In a hall at St. John's Seminary on Brighton Campus, a collection of men, mostly in black, sing the Regina Caeli in Latin before sitting down to lunch. Together in time and rhythm, the voices envelop the dining room in a low octave. Amid summer squash pasta, chocolate brownies, and a salad bar, all courtesy of Boston College Dining Services, the song is just one more reminder, one more moment of reflection, one more instance of a community sharing faith and love.
Dressed in black slacks and short-sleeved shirt and an unassuming priest's collar, Donato Infante, BC '09, stands in line at the lunch buffet, singing. It is still Easter season according to the liturgical calendar, and the men at St. John's Seminary sing the hymn at both lunch and dinner.
Like almost every other day of the week since he entered the seminary in August, Infante woke up at 6 a.m., had morning prayer at 7, community mass at 7:30, breakfast as soon as mass finished, the Ignatian examen at noon, and then lunch. The days will vary depending on his classes, scheduled meetings with his faculty advisors and spiritual director, and personally allotted exercise time, but today is an exception. Infante will meet with a group of several other seminarians for their recently-established book club at 3 p.m. After, he will have evening prayer as usual from 5 to 6 p.m., followed by dinner. Curfew is always at 11 p.m.
In 1976, the total number of diocesan priests for the Boston Archdiocese was 2,401. In 2006, this number had dropped to 1,408 along with the number of total seminarians from 563 to 88, according to the Official Catholic Directory. The total Catholic population for those years in the archdiocese also dropped from 5,539,700 to 3,974,846.
In the United States, the Catholic population has steadily represented between 24 and 22 percent of the population since 1965, according to the Center for Applied Research of the Apostolate at Georgetown University.
But the number of priestly ordinations throughout the country has risen from 442 in 2000 to 472 in 2009 along with the number of graduate-level seminarians from 3,172 in 1995, to 3,472 in 2000, and 3,357 in 2009.
According to the U.S. Council of Catholic Bishops, the 1940s and 1950s saw a significant rise in the number of diocesan and religious priests, the numbers since represent a "balancing out." In any case, the numbers change from year to year, but the decision to enter the diocesan priesthood or religious life is still the same even if the context may have changed.
Delving into the particulars of Catholicism and studying books on faith, the idea of the priesthood only came to Infante with the discovery of a prayer that read, "Lord, I will do whatever you want me to do, go wherever you want me to go, say whatever you want me to say, I will love as you want me to love."

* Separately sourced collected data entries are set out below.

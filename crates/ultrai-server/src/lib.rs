use std::collections::HashMap;
use std::sync::Arc;

use tokio::sync::RwLock;

use ultrai_core::{Coordinator, RunHandle};
use ultrai_gateway::Gateway;
use ultrai_store::ArtifactStore;

mod http;

pub use http::{app_router, serve};

#[derive(Clone)]
pub struct AppState {
    pub coordinator: Arc<Coordinator>,
    /// Runs currently executing in this process, by run ID. Entries are
    /// removed when the coordinator task finishes; the artifact directory is
    /// the durable record.
    pub active_runs: Arc<RwLock<HashMap<String, RunHandle>>>,
}

impl AppState {
    pub fn new(store: ArtifactStore, gateway: Arc<dyn Gateway>) -> Self {
        Self {
            coordinator: Arc::new(Coordinator::new(store, gateway)),
            active_runs: Arc::new(RwLock::new(HashMap::new())),
        }
    }
}
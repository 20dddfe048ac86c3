/// A named pool of models: positional primaries and their 1:1 fallbacks.
/// Read-only after process start.
#[derive(Debug, Clone)]
pub struct CocktailSpec {
    pub name: String,
    pub primaries: Vec<String>,
    pub fallbacks: Vec<String>,
}

pub const COCKTAIL_NAMES: [&str; 5] = ["LUXE", "PREMIUM", "SPEEDY", "BUDGET", "DEPTH"];

/// Resolves a cocktail name (already normalized to uppercase) to its roster.
pub fn cocktail(name: &str) -> Option<CocktailSpec> {
    match name {
        "LUXE" => Some(spec(
            "LUXE",
            &[
                "anthropic/claude-3.7-sonnet",
                "openai/gpt-4o",
                "google/gemini-2.0-pro",
            ],
            &[
                "anthropic/claude-3.5-sonnet",
                "openai/gpt-4o-mini",
                "google/gemini-2.0-flash-001",
            ],
        )),
        "PREMIUM" => Some(spec(
            "PREMIUM",
            &[
                "openai/gpt-4o",
                "anthropic/claude-3.5-sonnet",
                "google/gemini-2.0-flash-thinking",
            ],
            &[
                "openai/gpt-4o-mini",
                "anthropic/claude-3.5-haiku",
                "google/gemini-2.0-flash-001",
            ],
        )),
        "SPEEDY" => Some(spec(
            "SPEEDY",
            &[
                "openai/gpt-4o-mini",
                "anthropic/claude-3.5-haiku",
                "google/gemini-2.0-flash-001",
            ],
            &[
                "openai/gpt-3.5-turbo",
                "meta-llama/llama-3.3-70b",
                "mistralai/mistral-small",
            ],
        )),
        "BUDGET" => Some(spec(
            "BUDGET",
            &[
                "openai/gpt-4o-mini",
                "meta-llama/llama-3.1-8b-instruct",
                "mistralai/mistral-7b-instruct",
            ],
            &[
                "openai/gpt-3.5-turbo",
                "meta-llama/llama-3.3-70b",
                "google/gemini-flash-1.5-8b",
            ],
        )),
        "DEPTH" => Some(spec(
            "DEPTH",
            &[
                "anthropic/claude-3.7-sonnet",
                "openai/gpt-4o",
                "google/gemini-2.0-flash-thinking",
                "meta-llama/llama-3.3-70b",
            ],
            &[
                "anthropic/claude-3.5-sonnet",
                "openai/gpt-4o-mini",
                "google/gemini-2.0-flash-001",
                "meta-llama/llama-3.1-70b-instruct",
            ],
        )),
        _ => None,
    }
}

fn spec(name: &str, primaries: &[&str], fallbacks: &[&str]) -> CocktailSpec {
    CocktailSpec {
        name: name.to_string(),
        primaries: primaries.iter().map(|s| s.to_string()).collect(),
        fallbacks: fallbacks.iter().map(|s| s.to_string()).collect(),
    }
}

#[cfg(test)]
mod tests {
    use super::*;

    #[test]
    fn every_cocktail_resolves_with_paired_fallbacks() {
        for name in COCKTAIL_NAMES {
            let spec = cocktail(name).expect("known cocktail");
            assert_eq!(spec.name, name);
            assert_eq!(spec.primaries.len(), spec.fallbacks.len());
            assert!(spec.primaries.len() >= 3, "{name} needs at least 3 models");
        }
    }

    #[test]
    fn unknown_cocktail_is_none() {
        assert!(cocktail("FANCY").is_none());
        assert!(cocktail("speedy").is_none());
    }

    #[test]
    fn rosters_have_no_duplicate_primaries() {
        for name in COCKTAIL_NAMES {
            let spec = cocktail(name).expect("known cocktail");
            let mut seen = spec.primaries.clone();
            seen.sort();
            seen.dedup();
            assert_eq!(seen.len(), spec.primaries.len(), "{name} has duplicates");
        }
    }
}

Praying this for the first time, the thought popped into his head, "Be a priest."
"I thought, ‘Absolutely not, this is not for me. I want to get married, I want to have kids, I want to coach my kids' soccer team,' but the idea didn't go away," he said. He is now finishing his first year at the seminary.
There are some seminarians that wonder every day if this is right for them, while others are positive in their choice early on, Infante said.
The application is rigorous. There is a medical exam and a two-day psychological evaluation that can go longer than that. The discernment process does not stop once the men are at the seminary. Men still continue to "purify their desire," some realizing the vocation is not their own, or that they are called to something else.
In Boston, diocesan priests usually complete six years at the seminary to build the spiritual, human, and pastoral elements required of a priest, although some can skip the first two years of pre-theology courses if they have already attended a college seminary or have fulfilled these philosophy requirements while at a university.
Each summer they are placed at parishes in their diocese, and during what amounts to their academic year, they are required to do work within their diocese in addition to attending class. In their final year, seminarians are ordained as deacons before they are ordained priests. Through this whole process, those first moments of wanting to enter religious life come to realization.
Walking through the central corridor of St. Mary's, Rev. Casey Beaumier, S.J., points out the gothic architecture, characteristic of one of the oldest buildings on campus, and in particular stops in the silent, dimly-lit chapel. Walking under a cast-iron arch, Beaumier enters a parlor to the right and sits down.
"Discernment by definition is listening for the sincerity of desire. For every human being, discernment is a craving of the heart," Beaumier said.